#### The task:
Word for word, restate the entries below from their first line through the line that contains "use tracing::Level;".

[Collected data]
use std::net::SocketAddr;
use std::sync::Arc;
use std::time::Duration;

use axum::http::header::{AUTHORIZATION, CONTENT_TYPE};
use axum::http::{HeaderName, Method, StatusCode};
use axum::Router;
use tower_http::catch_panic::CatchPanicLayer;
use tower_http::cors::CorsLayer;
use tower_http::request_id::{MakeRequestUuid, PropagateRequestIdLayer, SetRequestIdLayer};
use tower_http::timeout::TimeoutLayer;
use tower_http::trace::{DefaultMakeSpan, DefaultOnResponse, TraceLayer};
use tracing::Level;
use tracing_subscriber::{layer::SubscriberExt, util::SubscriberInitExt};

use storynest_api::config::{GenerationConfig, ServerConfig};
use storynest_api::routes;
use storynest_api::state::AppState;
use storynest_core::ports::ObjectStore;
use storynest_genai::{AnthropicClient, OpenAiImageClient};
use storynest_pipeline::{Illustrator, StoryPipeline};
use storynest_storage::S3ObjectStore;

#[tokio::main]
async fn main() {
    dotenvy::dotenv().ok();

    // --- Tracing ---
    tracing_subscriber::registry()
        .with(
            tracing_subscriber::EnvFilter::try_from_default_env()
                .unwrap_or_else(|_| "storynest_api=debug,tower_http=debug".into()),
        )
        .with(tracing_subscriber::fmt::layer())
        .init();

    // --- Configuration ---
    let config = ServerConfig::from_env();
    tracing::info!(host = %config.host, port = %config.port, "Loaded server configuration");

    // --- Database ---
    let database_url = std::env::var("DATABASE_URL").expect("DATABASE_URL must be set");

    let pool = storynest_db::create_pool(&database_url)
        .await
        .expect("Failed to connect to database");
    tracing::info!("Database connection pool created");

    storynest_db::health_check(&pool)
        .await
        .expect("Database health check failed");

    storynest_db::run_migrations(&pool)
        .await
        .expect("Failed to run database migrations");
    tracing::info!("Database migrations applied");

    // --- Outbound services ---
    let generation = GenerationConfig::from_env();

    let media_store: Option<Arc<dyn ObjectStore>> = match generation.storage_configured() {
        Some((bucket, region)) => {
            let store = S3ObjectStore::new(bucket.to_string(), region.to_string()).await;
            tracing::info!(bucket, region, "Object storage configured");
            Some(Arc::new(store))
        }
        None => {
            tracing::warn!("S3_BUCKET/S3_REGION not set - uploads and illustrations disabled");
            None
        }
    };

    let story = match &generation.anthropic_api_key {
        Some(api_key) => {
            let text = Arc::new(AnthropicClient::new(api_key.clone()));

            let illustrator = match (&generation.openai_api_key, &media_store) {
                (Some(openai_key), Some(store)) => Some(Illustrator {
                    images: Arc::new(OpenAiImageClient::new(openai_key.clone())),
                    store: Arc::clone(store),
                }),
                _ => {
                    tracing::warn!(
                        "Illustration rendering disabled - stories will carry descriptions only"
                    );
                    None
                }
            };

            Some(Arc::new(StoryPipeline::new(text, illustrator)))
        }
        None => {
            tracing::warn!("ANTHROPIC_API_KEY not set - story generation disabled");
            None
        }
    };

    // --- CORS ---
    let cors = build_cors_layer(&config);

    // --- App state ---
    let state = AppState {
        pool,
        config: Arc::new(config.clone()),
        story,
        media_store,
    };

    // --- Request ID header name ---
    let request_id_header = HeaderName::from_static("x-request-id");

    // --- Router ---
    let app = Router::new()
        // Health check at root level (not under /api/v1).
        .merge(routes::health::router())
        // API v1 routes.
        .nest("/api/v1", routes::api_routes())
        // -- Middleware stack (applied bottom-up) --
        // Panic recovery: catch panics and return 500.
        .layer(CatchPanicLayer::new())
        // Request timeout -- also the ceiling for generation requests.
        .layer(TimeoutLayer::with_status_code(
            StatusCode::REQUEST_TIMEOUT,
            Duration::from_secs(config.request_timeout_secs),
        ))
        // Propagate request ID to response.
        .layer(PropagateRequestIdLayer::new(request_id_header.clone()))
        // Structured request/response tracing.
        .layer(
            TraceLayer::new_for_http()
                .make_span_with(DefaultMakeSpan::new().level(Level::INFO))
                .on_response(DefaultOnResponse::new().level(Level::INFO)),
        )
        // Set request ID on incoming requests.
        .layer(SetRequestIdLayer::new(request_id_header, MakeRequestUuid))
        // CORS.
        .layer(cors)
        // Shared state.
        .with_state(state);

    // --- Start server ---
    let addr = SocketAddr::new(
        config.host.parse().expect("Invalid HOST address"),
        config.port,
    );
    tracing::info!(%addr, "Starting server");

    let listener = tokio::net::TcpListener::bind(addr)
        .await
        .expect("Failed to bind to address");

    axum::serve(listener, app)
        .with_graceful_shutdown(shutdown_signal())
        .await
        .expect("Server error");

    tracing::info!("Graceful shutdown complete");
}

/// Wait for a termination signal to initiate graceful shutdown.
///
/// Handles both SIGINT (Ctrl-C) and SIGTERM (on Unix) so the server
/// shuts down cleanly whether stopped interactively or by a process
/// manager (e.g. systemd, Docker, Kubernetes).
async fn shutdown_signal() {
    let ctrl_c = async {
        tokio::signal::ctrl_c()
            .await
            .expect("Failed to install Ctrl-C handler");
    };

    #[cfg(unix)]
    let terminate = async {
        tokio::signal::unix::signal(tokio::signal::unix::SignalKind::terminate())
            .expect("Failed to install SIGTERM handler")
            .recv()
            .await;
    };

    #[cfg(not(unix))]
    let terminate = std::future::pending::<()>();

    tokio::select! {
        () = ctrl_c => {
            tracing::info!("Received SIGINT (Ctrl-C), starting graceful shutdown");
        }
        () = terminate => {
            tracing::info!("Received SIGTERM, starting graceful shutdown");
        }
    }
}

/// Build the CORS middleware layer from server configuration.
///
/// Panics at startup if any configured origin is invalid, which is the
/// desired behaviour -- we want misconfiguration to fail fast.
fn build_cors_layer(config: &ServerConfig) -> CorsLayer {
    let origins: Vec<_> = config
        .cors_origins
        .iter()
        .map(|o| {
            o.parse()
                .unwrap_or_else(|e| panic!("Invalid CORS origin '{o}': {e}"))
        })
        .collect();

    CorsLayer::new()
        .allow_origin(origins)
        .allow_methods([
            Method::GET,
            Method::POST,
            Method::PUT,
            Method::DELETE,
            Method::PATCH,
        ])
        .allow_headers([CONTENT_TYPE, AUTHORIZATION])
        .allow_credentials(true)
        .max_age(Duration::from_secs(3600))
}
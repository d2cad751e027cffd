//! Repository for the `users` table.

use sqlx::PgPool;
use storynest_core::types::DbId;

use crate::models::user::{CreateUser, User};

/// Column list shared across queries to avoid repetition.
const COLUMNS: &str = "id, email, password_hash, display_name, created_at, updated_at";

/// CRUD operations for user accounts.
pub struct UserRepo;

impl UserRepo {
    /// Insert a new user, returning the created row.
    ///
    /// Email uniqueness is enforced by the database; a duplicate insert
    /// surfaces as a unique-constraint violation.
    pub async fn create(pool: &PgPool, input: &CreateUser) -> Result<User, sqlx::Error> {
        let query = format!(
            "INSERT INTO users (email, password_hash, display_name)
             VALUES ($1, $2, $3)
             RETURNING {COLUMNS}"
        );
        sqlx::query_as::<_, User>(&query)
            .bind(&input.email)
            .bind(&input.password_hash)
            .bind(&input.display_name)
            .fetch_one(pool)
            .await
    }

    /// Find a user by internal ID.
    pub async fn find_by_id(pool: &PgPool, id: DbId) -> Result<Option<User>, sqlx::Error> {
        let query = format!("SELECT {COLUMNS} FROM users WHERE id = $1");
        sqlx::query_as::<_, User>(&query)
            .bind(id)
            .fetch_optional(pool)
            .await
    }

    /// Find a user by email (case-insensitive).
    pub async fn find_by_email(pool: &PgPool, email: &str) -> Result<Option<User>, sqlx::Error> {
        let query = format!("SELECT {COLUMNS} FROM users WHERE LOWER(email) = LOWER($1)");
        sqlx::query_as::<_, User>(&query)
            .bind(email)
            .fetch_optional(pool)
            .await
    }
}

#### Reply:
use std::net::SocketAddr;
use std::sync::Arc;
use std::time::Duration;

use axum::http::header::{AUTHORIZATION, CONTENT_TYPE};
use axum::http::{HeaderName, Method, StatusCode};
use axum::Router;
use tower_http::catch_panic::CatchPanicLayer;
use tower_http::cors::CorsLayer;
use tower_http::request_id::{MakeRequestUuid, PropagateRequestIdLayer, SetRequestIdLayer};
use tower_http::timeout::TimeoutLayer;
use tower_http::trace::{DefaultMakeSpan, DefaultOnResponse, TraceLayer};
use tracing::Level;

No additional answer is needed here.